Quick question please that I would love your input on..

I have a site that is nicely organised into categories called "regions". Each document can belong to multiple regions.

For example, one document might relate to both "China" and "Japan" because its all about Asia and mentions both China and Japan inside its content. So the users through their CMS, will flag in the database that it has two attributes, one saying it is related to China and another to Japan.. etc.

I am rebuilding the browse/heirarchy structure of the site as a series of structures static pages (well they will appear static) such as...


So that you can just type in these URLs directly see which documents belong inside that particular category.

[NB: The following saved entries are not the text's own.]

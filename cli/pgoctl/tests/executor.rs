//! Call execution against a mock API server over plain HTTP.

use pgo_msgs::cluster::{ShowClusterRequest, ShowClusterResult};
use pgo_msgs::pgbouncer::{DeletePgbouncerRequest, PgbouncerResources, UpdatePgbouncerRequest};
use pgo_msgs::user::UserResult;
use pgo_msgs::{Addressing, MessagesResult, ResponseEnvelope, StatusCode};
use pgoctl::commands::TargetArgs;
use pgoctl::{api, Call, CallError, Credentials, SecureChannel, Session};
use serde_json::json;
use wiremock::matchers::{body_json, header, method, path, query_param};
use wiremock::{Mock, MockServer, ResponseTemplate};

fn session_for(server_url: &str) -> Session {
    let credentials = Credentials {
        username: "alice".to_string(),
        password: "secret".to_string(),
        server_url: server_url.to_string(),
    };
    Session::new(credentials, SecureChannel::from_client(reqwest::Client::new()))
}

fn show_request(name: &str) -> ShowClusterRequest {
    ShowClusterRequest {
        addressing: Addressing::new("pgo").with_names([name]),
        image_tag: String::new(),
    }
}

#[tokio::test]
async fn basic_auth_header_is_sent() {
    let server = MockServer::start().await;
    Mock::given(method("GET"))
        .and(path("/version"))
        .and(query_param("version", pgo_msgs::CLIENT_VERSION))
        .and(header("authorization", "Basic YWxpY2U6c2VjcmV0"))
        .respond_with(ResponseTemplate::new(200).set_body_json(json!({
            "Status": { "Code": "ok", "Msg": "" },
            "Version": "4.5.0"
        })))
        .expect(1)
        .mount(&server)
        .await;

    let session = session_for(&server.uri());
    let envelope = api::system::version(&session).await.unwrap();

    assert!(envelope.is_ok());
    assert_eq!(envelope.payload.version, "4.5.0");
}

#[tokio::test]
async fn post_sends_json_body_with_content_type() {
    let server = MockServer::start().await;
    Mock::given(method("POST"))
        .and(path("/showclusters"))
        .and(header("content-type", "application/json"))
        .respond_with(ResponseTemplate::new(200).set_body_json(json!({
            "Status": { "Code": "ok", "Msg": "" },
            "Results": [{ "Name": "hippo", "Namespace": "pgo" }]
        })))
        .expect(1)
        .mount(&server)
        .await;

    let session = session_for(&server.uri());
    let envelope = api::cluster::show(&session, &show_request("hippo")).await.unwrap();
    let result = envelope.into_result().unwrap();
    assert_eq!(result.results[0].name, "hippo");

    let received = server.received_requests().await.unwrap();
    let body: serde_json::Value = serde_json::from_slice(&received[0].body).unwrap();
    assert_eq!(body["Args"], json!(["hippo"]));
    assert_eq!(body["Namespace"], "pgo");
    assert!(body["ClientVersion"].is_string());
}

#[tokio::test]
async fn get_carries_no_body() {
    let server = MockServer::start().await;
    Mock::given(method("GET"))
        .and(path("/status"))
        .and(query_param("namespace", "pgo"))
        .respond_with(ResponseTemplate::new(200).set_body_json(json!({
            "Status": { "Code": "ok", "Msg": "" },
            "Result": { "NumDatabases": 2 }
        })))
        .mount(&server)
        .await;

    let session = session_for(&server.uri());
    let envelope = api::system::status(&session, "pgo").await.unwrap();
    assert_eq!(envelope.payload.result.num_databases, 2);

    let received = server.received_requests().await.unwrap();
    assert!(received[0].body.is_empty());
    assert!(received[0].headers.get("content-type").is_none());
}

#[tokio::test]
async fn unauthorized_is_authentication_failure_regardless_of_body() {
    let server = MockServer::start().await;
    Mock::given(method("GET"))
        .respond_with(ResponseTemplate::new(401).set_body_string("<html>nope</html>"))
        .mount(&server)
        .await;

    let session = session_for(&server.uri());
    let err = api::system::version(&session).await.unwrap_err();

    assert!(matches!(err, CallError::AuthenticationFailed));
    assert_eq!(err.to_string(), "Authentication Failed");
}

#[tokio::test]
async fn other_statuses_are_unexpected() {
    let server = MockServer::start().await;
    Mock::given(method("POST"))
        .respond_with(ResponseTemplate::new(500).set_body_json(json!({
            "Status": { "Code": "ok", "Msg": "" }
        })))
        .mount(&server)
        .await;

    let session = session_for(&server.uri());
    let err = api::cluster::show(&session, &show_request("hippo"))
        .await
        .unwrap_err();

    assert!(matches!(err, CallError::UnexpectedStatus(500)));
    assert_eq!(err.to_string(), "Invalid Status Code: 500");
}

#[tokio::test]
async fn application_error_arrives_with_http_200() {
    let server = MockServer::start().await;
    Mock::given(method("POST"))
        .and(path("/clustersdelete"))
        .respond_with(ResponseTemplate::new(200).set_body_json(json!({
            "Status": { "Code": "error", "Msg": "cluster hippo not found" },
            "Results": []
        })))
        .mount(&server)
        .await;

    let session = session_for(&server.uri());
    let call = Call::post("/clustersdelete")
        .json(&json!({ "Namespace": "pgo", "Args": ["hippo"] }))
        .unwrap();
    let envelope: ResponseEnvelope<MessagesResult> = session.execute(call).await.unwrap();

    assert!(!envelope.is_ok());
    let err = envelope.into_result().unwrap_err();
    assert_eq!(err.message, "cluster hippo not found");
}

#[tokio::test]
async fn null_results_still_surface_the_application_error() {
    let server = MockServer::start().await;
    Mock::given(method("POST"))
        .and(path("/usershow"))
        .respond_with(ResponseTemplate::new(200).set_body_json(json!({
            "Status": { "Code": "error", "Msg": "no such user" },
            "Results": null
        })))
        .mount(&server)
        .await;

    let session = session_for(&server.uri());
    let call = Call::post("/usershow")
        .json(&json!({ "Namespace": "pgo", "Clusters": ["hippo"] }))
        .unwrap();
    let envelope: ResponseEnvelope<UserResult> = session.execute(call).await.unwrap();

    assert!(envelope.payload.results.is_empty());
    let err = envelope.into_result().unwrap_err();
    assert_eq!(err.message, "no such user");
}

#[tokio::test]
async fn status_fields_at_the_top_level_are_accepted() {
    let server = MockServer::start().await;
    Mock::given(method("POST"))
        .and(path("/clustersdelete"))
        .respond_with(ResponseTemplate::new(200).set_body_json(json!({
            "Code": "error",
            "Msg": "cluster hippo not found",
            "Results": null
        })))
        .mount(&server)
        .await;

    let session = session_for(&server.uri());
    let call = Call::post("/clustersdelete")
        .json(&json!({ "Namespace": "pgo", "Args": ["hippo"] }))
        .unwrap();
    let envelope: ResponseEnvelope<MessagesResult> = session.execute(call).await.unwrap();

    assert_eq!(envelope.status.code, StatusCode::Error);
    let err = envelope.into_result().unwrap_err();
    assert_eq!(err.message, "cluster hippo not found");
}

#[tokio::test]
async fn delete_with_body_is_sent_as_json() {
    let server = MockServer::start().await;
    Mock::given(method("DELETE"))
        .and(path("/pgbouncer"))
        .and(header("content-type", "application/json"))
        .respond_with(ResponseTemplate::new(200).set_body_json(json!({
            "Code": "ok",
            "Msg": "",
            "Results": ["pgbouncer removed from hippo"]
        })))
        .expect(1)
        .mount(&server)
        .await;

    let session = session_for(&server.uri());
    let request = DeletePgbouncerRequest {
        addressing: Addressing::new("pgo").with_names(["hippo"]),
        uninstall: true,
    };
    let result = api::pgbouncer::delete(&session, &request)
        .await
        .unwrap()
        .into_result()
        .unwrap();
    assert_eq!(result.results, vec!["pgbouncer removed from hippo"]);

    let received = server.received_requests().await.unwrap();
    let body: serde_json::Value = serde_json::from_slice(&received[0].body).unwrap();
    assert_eq!(body["Args"], json!(["hippo"]));
    assert_eq!(body["Uninstall"], true);
}

#[tokio::test]
async fn pgbouncer_update_is_a_put_by_cluster_names() {
    let server = MockServer::start().await;
    Mock::given(method("PUT"))
        .and(path("/pgbouncer"))
        .and(header("content-type", "application/json"))
        .respond_with(ResponseTemplate::new(200).set_body_json(json!({
            "Code": "ok",
            "Msg": "",
            "Results": [{ "ClusterName": "hippo", "HasPgBouncer": true, "Error": false }]
        })))
        .expect(1)
        .mount(&server)
        .await;

    let session = session_for(&server.uri());
    let request = UpdatePgbouncerRequest {
        selection: Addressing::new("pgo").with_names(["hippo"]).into(),
        resources: PgbouncerResources {
            replicas: 2,
            ..Default::default()
        },
        rotate_password: true,
    };
    let result = api::pgbouncer::update(&session, &request)
        .await
        .unwrap()
        .into_result()
        .unwrap();
    assert!(result.results[0].has_pgbouncer);

    let received = server.received_requests().await.unwrap();
    let body: serde_json::Value = serde_json::from_slice(&received[0].body).unwrap();
    assert_eq!(body["ClusterNames"], json!(["hippo"]));
    assert!(body.get("Args").is_none());
    assert_eq!(body["Replicas"], 2);
    assert_eq!(body["RotatePassword"], true);
}

#[tokio::test]
async fn undecodable_body_is_kept_raw() {
    let server = MockServer::start().await;
    Mock::given(method("POST"))
        .respond_with(ResponseTemplate::new(200).set_body_string("not json"))
        .mount(&server)
        .await;

    let session = session_for(&server.uri());
    let result: Result<ResponseEnvelope<ShowClusterResult>, _> =
        api::cluster::show(&session, &show_request("hippo")).await;

    match result {
        Err(CallError::Decode { body, .. }) => assert_eq!(body, "not json"),
        other => panic!("expected decode error, got {other:?}"),
    }
}

#[tokio::test]
async fn refused_connection_is_transport_error() {
    // Bind then drop a listener so the port is known to be closed.
    let listener = std::net::TcpListener::bind("127.0.0.1:0").unwrap();
    let addr = listener.local_addr().unwrap();
    drop(listener);

    let session = session_for(&format!("http://{addr}"));
    let err = api::system::version(&session).await.unwrap_err();
    assert!(matches!(err, CallError::Transport(_)));
}

#[tokio::test]
async fn backup_listing_puts_name_in_path_and_addressing_in_query() {
    let server = MockServer::start().await;
    Mock::given(method("GET"))
        .and(path("/backrest/hippo"))
        .and(query_param("namespace", "pgo"))
        .and(query_param("selector", ""))
        .respond_with(ResponseTemplate::new(200).set_body_json(json!({
            "Status": { "Code": "ok", "Msg": "" },
            "Items": [{ "Name": "hippo", "Backups": [] }]
        })))
        .expect(1)
        .mount(&server)
        .await;

    let session = session_for(&server.uri());
    let addressing = Addressing::new("pgo").with_names(["hippo"]);
    let envelope = api::backup::show(&session, "hippo", &addressing).await.unwrap();
    assert_eq!(envelope.payload.items.len(), 1);
}

#[tokio::test]
async fn empty_target_never_reaches_the_server() {
    let server = MockServer::start().await;
    Mock::given(method("POST"))
        .respond_with(ResponseTemplate::new(200))
        .expect(0)
        .mount(&server)
        .await;

    let target = TargetArgs::default();
    assert!(target.plan("pgo").is_err());
    assert!(target.single("pgo").is_err());

    assert!(server.received_requests().await.unwrap().is_empty());
}

#[tokio::test]
async fn one_call_per_name_in_order() {
    let server = MockServer::start().await;
    Mock::given(method("POST"))
        .and(path("/clustersdelete"))
        .and(body_json(json!({
            "Namespace": "pgo",
            "Args": ["a"],
            "Selector": "",
            "AllFlag": false,
            "ClientVersion": pgo_msgs::CLIENT_VERSION,
            "DeleteData": false,
            "DeleteBackups": false
        })))
        .respond_with(ResponseTemplate::new(200).set_body_json(json!({
            "Status": { "Code": "ok", "Msg": "" },
            "Results": ["deleted a"]
        })))
        .expect(1)
        .mount(&server)
        .await;
    Mock::given(method("POST"))
        .and(path("/clustersdelete"))
        .respond_with(ResponseTemplate::new(200).set_body_json(json!({
            "Status": { "Code": "ok", "Msg": "" },
            "Results": ["deleted"]
        })))
        .mount(&server)
        .await;

    let session = session_for(&server.uri());
    let target = TargetArgs {
        names: vec!["a".to_string(), "b".to_string()],
        ..Default::default()
    };
    for addressing in target.plan("pgo").unwrap() {
        let request = pgo_msgs::cluster::DeleteClusterRequest {
            addressing,
            delete_data: false,
            delete_backups: false,
        };
        api::cluster::delete(&session, &request)
            .await
            .unwrap()
            .into_result()
            .unwrap();
    }

    let received = server.received_requests().await.unwrap();
    let names: Vec<serde_json::Value> = received
        .iter()
        .map(|request| serde_json::from_slice::<serde_json::Value>(&request.body).unwrap()["Args"].clone())
        .collect();
    assert_eq!(names, vec![json!(["a"]), json!(["b"])]);
}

Now for a particular document, I am stuck between making its URLs one of the following:

Obviously, if there were no one-to-many relationships with the regions possible, then the /China/DocumentX.html URL would be the best by far. BUT, because a document can belong to both Japan and China, should I make the document available via both URLs? I.e. /China/DocumentX.html and /Japan/DocumentX.html? I think that having the same content at multiple URLs like this might be bad and make me get penalised possible... Plus its confusing because the same thing lives in multiple locations..

So is my best compromise just to store all the documents at /Documents/DocumentX.html type URLs and just link to the appropriate documents from both the /China/ and /Japan/ browse category pages?

Thanks a lot, any input greatly appreciated guys.

[edited by: Receptional_Andy at 10:44 am (utc) on Dec. 9, 2008]
[edit reason] Exemplified domain name [/edit]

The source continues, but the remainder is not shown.